─── Available records
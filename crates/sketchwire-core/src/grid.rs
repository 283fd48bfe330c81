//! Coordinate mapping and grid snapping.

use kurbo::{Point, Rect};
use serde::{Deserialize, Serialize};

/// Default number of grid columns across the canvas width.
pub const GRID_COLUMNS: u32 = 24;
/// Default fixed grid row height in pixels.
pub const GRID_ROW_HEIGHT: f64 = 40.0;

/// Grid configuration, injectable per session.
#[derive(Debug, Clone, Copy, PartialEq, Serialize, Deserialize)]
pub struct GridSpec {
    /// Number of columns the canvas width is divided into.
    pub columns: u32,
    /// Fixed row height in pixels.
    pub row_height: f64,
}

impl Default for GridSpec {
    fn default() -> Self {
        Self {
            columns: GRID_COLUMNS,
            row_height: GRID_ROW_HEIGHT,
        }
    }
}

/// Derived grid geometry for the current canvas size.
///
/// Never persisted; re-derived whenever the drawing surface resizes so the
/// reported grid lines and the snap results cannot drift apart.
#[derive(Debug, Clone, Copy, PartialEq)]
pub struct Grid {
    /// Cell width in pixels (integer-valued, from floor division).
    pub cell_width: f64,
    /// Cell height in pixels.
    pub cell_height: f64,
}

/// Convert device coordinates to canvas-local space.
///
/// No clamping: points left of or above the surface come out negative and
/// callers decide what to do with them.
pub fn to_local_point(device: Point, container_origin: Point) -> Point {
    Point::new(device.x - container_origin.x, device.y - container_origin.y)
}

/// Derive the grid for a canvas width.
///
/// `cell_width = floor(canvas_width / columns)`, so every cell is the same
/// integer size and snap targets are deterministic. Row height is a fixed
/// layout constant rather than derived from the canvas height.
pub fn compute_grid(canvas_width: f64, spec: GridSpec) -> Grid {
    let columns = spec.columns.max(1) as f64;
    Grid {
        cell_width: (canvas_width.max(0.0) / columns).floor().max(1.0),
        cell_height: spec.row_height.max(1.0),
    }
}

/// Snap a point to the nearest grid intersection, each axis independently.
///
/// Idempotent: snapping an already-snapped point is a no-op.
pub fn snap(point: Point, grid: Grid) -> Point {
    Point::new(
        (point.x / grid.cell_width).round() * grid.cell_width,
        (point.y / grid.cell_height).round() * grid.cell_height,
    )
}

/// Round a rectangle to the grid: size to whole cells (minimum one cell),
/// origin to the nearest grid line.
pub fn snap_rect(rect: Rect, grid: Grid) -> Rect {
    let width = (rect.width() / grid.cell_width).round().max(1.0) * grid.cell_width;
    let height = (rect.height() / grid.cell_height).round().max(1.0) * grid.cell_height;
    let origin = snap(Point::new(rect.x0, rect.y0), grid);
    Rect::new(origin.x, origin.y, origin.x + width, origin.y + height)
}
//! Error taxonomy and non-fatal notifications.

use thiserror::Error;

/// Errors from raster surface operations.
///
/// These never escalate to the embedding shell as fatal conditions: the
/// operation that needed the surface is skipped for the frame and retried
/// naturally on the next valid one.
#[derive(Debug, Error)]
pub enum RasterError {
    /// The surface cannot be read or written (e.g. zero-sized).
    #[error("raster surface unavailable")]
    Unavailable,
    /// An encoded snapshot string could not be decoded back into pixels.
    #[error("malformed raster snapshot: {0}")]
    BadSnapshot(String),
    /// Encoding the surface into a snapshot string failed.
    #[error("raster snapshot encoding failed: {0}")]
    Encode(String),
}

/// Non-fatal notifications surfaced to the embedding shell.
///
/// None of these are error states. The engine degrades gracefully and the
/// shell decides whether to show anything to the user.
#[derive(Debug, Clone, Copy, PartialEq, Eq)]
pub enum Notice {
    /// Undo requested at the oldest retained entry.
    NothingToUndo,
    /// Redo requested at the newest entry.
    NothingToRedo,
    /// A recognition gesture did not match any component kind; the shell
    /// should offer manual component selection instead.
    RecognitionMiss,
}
──────
─── Available records
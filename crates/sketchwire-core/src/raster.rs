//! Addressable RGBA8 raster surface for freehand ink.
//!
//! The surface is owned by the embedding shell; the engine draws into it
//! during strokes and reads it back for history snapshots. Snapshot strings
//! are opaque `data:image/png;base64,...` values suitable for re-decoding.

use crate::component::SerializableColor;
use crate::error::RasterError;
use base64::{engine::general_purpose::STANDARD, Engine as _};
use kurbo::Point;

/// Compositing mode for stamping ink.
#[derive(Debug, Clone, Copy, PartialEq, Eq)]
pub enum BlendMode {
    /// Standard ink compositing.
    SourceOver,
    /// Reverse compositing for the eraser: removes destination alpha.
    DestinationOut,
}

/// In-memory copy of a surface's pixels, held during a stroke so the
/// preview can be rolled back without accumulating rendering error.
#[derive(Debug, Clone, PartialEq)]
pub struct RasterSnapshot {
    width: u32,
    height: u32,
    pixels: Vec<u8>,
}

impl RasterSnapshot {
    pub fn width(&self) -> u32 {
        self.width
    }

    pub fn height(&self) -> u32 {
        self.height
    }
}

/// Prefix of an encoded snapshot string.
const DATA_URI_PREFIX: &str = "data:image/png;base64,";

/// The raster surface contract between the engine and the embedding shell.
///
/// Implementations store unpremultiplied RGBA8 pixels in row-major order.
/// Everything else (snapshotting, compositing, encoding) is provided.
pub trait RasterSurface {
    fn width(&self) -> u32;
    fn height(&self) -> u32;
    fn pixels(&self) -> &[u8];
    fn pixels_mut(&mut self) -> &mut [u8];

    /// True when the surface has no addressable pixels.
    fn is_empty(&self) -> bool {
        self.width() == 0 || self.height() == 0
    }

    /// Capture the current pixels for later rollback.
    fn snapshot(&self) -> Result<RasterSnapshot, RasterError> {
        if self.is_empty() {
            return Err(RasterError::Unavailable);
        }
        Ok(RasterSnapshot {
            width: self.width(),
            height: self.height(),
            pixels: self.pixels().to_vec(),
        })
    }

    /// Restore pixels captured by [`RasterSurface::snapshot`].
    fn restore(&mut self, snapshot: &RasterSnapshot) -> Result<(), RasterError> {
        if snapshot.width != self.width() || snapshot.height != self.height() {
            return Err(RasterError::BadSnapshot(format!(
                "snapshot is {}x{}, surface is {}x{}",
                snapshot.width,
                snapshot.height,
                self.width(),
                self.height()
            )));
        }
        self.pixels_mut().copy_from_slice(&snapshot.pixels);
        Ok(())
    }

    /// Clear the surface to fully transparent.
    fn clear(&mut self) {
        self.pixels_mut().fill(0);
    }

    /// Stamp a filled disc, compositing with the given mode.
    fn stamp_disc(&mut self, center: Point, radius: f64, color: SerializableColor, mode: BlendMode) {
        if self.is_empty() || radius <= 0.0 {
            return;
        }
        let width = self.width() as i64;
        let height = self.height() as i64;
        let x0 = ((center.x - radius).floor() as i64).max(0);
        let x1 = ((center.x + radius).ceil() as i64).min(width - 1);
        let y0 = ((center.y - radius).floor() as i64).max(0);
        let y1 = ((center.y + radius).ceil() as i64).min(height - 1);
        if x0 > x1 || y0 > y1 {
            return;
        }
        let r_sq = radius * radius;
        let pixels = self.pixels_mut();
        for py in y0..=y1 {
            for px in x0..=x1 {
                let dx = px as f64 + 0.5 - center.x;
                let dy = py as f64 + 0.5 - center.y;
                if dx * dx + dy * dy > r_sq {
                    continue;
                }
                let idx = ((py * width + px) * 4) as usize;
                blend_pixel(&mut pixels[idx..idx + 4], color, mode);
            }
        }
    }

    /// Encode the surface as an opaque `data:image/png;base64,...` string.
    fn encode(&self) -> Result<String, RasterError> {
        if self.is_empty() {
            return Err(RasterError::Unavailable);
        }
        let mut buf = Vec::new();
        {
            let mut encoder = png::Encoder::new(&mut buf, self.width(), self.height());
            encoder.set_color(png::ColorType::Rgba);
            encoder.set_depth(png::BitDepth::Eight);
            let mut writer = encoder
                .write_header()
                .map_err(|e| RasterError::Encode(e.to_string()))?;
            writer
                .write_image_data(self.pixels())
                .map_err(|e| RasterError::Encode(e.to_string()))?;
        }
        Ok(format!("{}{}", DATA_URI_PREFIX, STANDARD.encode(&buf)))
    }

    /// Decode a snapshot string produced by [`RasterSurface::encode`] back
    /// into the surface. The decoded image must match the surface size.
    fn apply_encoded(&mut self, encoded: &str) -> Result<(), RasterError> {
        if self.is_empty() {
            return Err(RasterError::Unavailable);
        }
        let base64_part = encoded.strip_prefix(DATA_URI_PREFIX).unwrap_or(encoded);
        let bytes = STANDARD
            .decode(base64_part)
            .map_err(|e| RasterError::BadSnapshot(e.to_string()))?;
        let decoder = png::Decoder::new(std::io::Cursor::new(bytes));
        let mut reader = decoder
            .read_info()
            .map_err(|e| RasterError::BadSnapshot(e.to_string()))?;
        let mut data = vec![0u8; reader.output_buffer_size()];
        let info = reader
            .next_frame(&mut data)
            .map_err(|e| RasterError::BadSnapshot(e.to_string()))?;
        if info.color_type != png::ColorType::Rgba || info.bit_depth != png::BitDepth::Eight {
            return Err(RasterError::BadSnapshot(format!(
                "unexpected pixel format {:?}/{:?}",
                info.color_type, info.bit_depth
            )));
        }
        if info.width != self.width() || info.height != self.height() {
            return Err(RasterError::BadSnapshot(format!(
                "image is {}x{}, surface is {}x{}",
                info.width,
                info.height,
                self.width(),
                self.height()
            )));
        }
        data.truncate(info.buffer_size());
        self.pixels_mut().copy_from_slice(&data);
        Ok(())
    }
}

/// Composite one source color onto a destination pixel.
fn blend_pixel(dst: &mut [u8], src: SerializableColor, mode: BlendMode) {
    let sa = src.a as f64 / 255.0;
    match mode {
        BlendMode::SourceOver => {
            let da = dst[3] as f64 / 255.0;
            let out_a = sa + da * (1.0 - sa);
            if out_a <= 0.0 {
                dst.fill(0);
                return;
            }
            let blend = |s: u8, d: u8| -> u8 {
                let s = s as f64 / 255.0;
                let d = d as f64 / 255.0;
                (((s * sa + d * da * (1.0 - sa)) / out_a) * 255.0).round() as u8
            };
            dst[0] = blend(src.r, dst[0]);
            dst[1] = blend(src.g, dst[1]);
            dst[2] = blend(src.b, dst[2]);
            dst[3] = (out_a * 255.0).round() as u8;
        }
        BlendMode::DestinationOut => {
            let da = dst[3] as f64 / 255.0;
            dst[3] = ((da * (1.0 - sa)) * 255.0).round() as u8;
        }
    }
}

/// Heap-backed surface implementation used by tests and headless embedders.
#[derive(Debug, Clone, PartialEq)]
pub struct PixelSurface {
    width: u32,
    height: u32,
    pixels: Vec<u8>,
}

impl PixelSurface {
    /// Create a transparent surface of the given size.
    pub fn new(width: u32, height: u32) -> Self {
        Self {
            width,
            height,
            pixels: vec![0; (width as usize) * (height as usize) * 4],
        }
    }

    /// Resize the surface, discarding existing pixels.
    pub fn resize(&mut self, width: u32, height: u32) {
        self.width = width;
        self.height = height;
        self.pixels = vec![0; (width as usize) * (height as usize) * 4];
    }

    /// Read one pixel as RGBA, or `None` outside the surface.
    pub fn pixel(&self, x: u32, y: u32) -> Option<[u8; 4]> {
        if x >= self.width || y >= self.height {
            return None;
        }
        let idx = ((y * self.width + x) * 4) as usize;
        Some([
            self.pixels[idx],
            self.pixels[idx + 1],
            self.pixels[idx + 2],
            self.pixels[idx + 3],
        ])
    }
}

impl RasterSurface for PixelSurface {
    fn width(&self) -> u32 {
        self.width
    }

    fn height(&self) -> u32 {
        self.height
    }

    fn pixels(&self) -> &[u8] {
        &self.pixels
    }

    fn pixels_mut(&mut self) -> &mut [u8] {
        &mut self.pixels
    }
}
──────
Your assignment →
Copy out every line in the records where the word "given" is found.

Solution to this exercise →
    /// Stamp a filled disc, compositing with the given mode.
    /// Create a transparent surface of the given size.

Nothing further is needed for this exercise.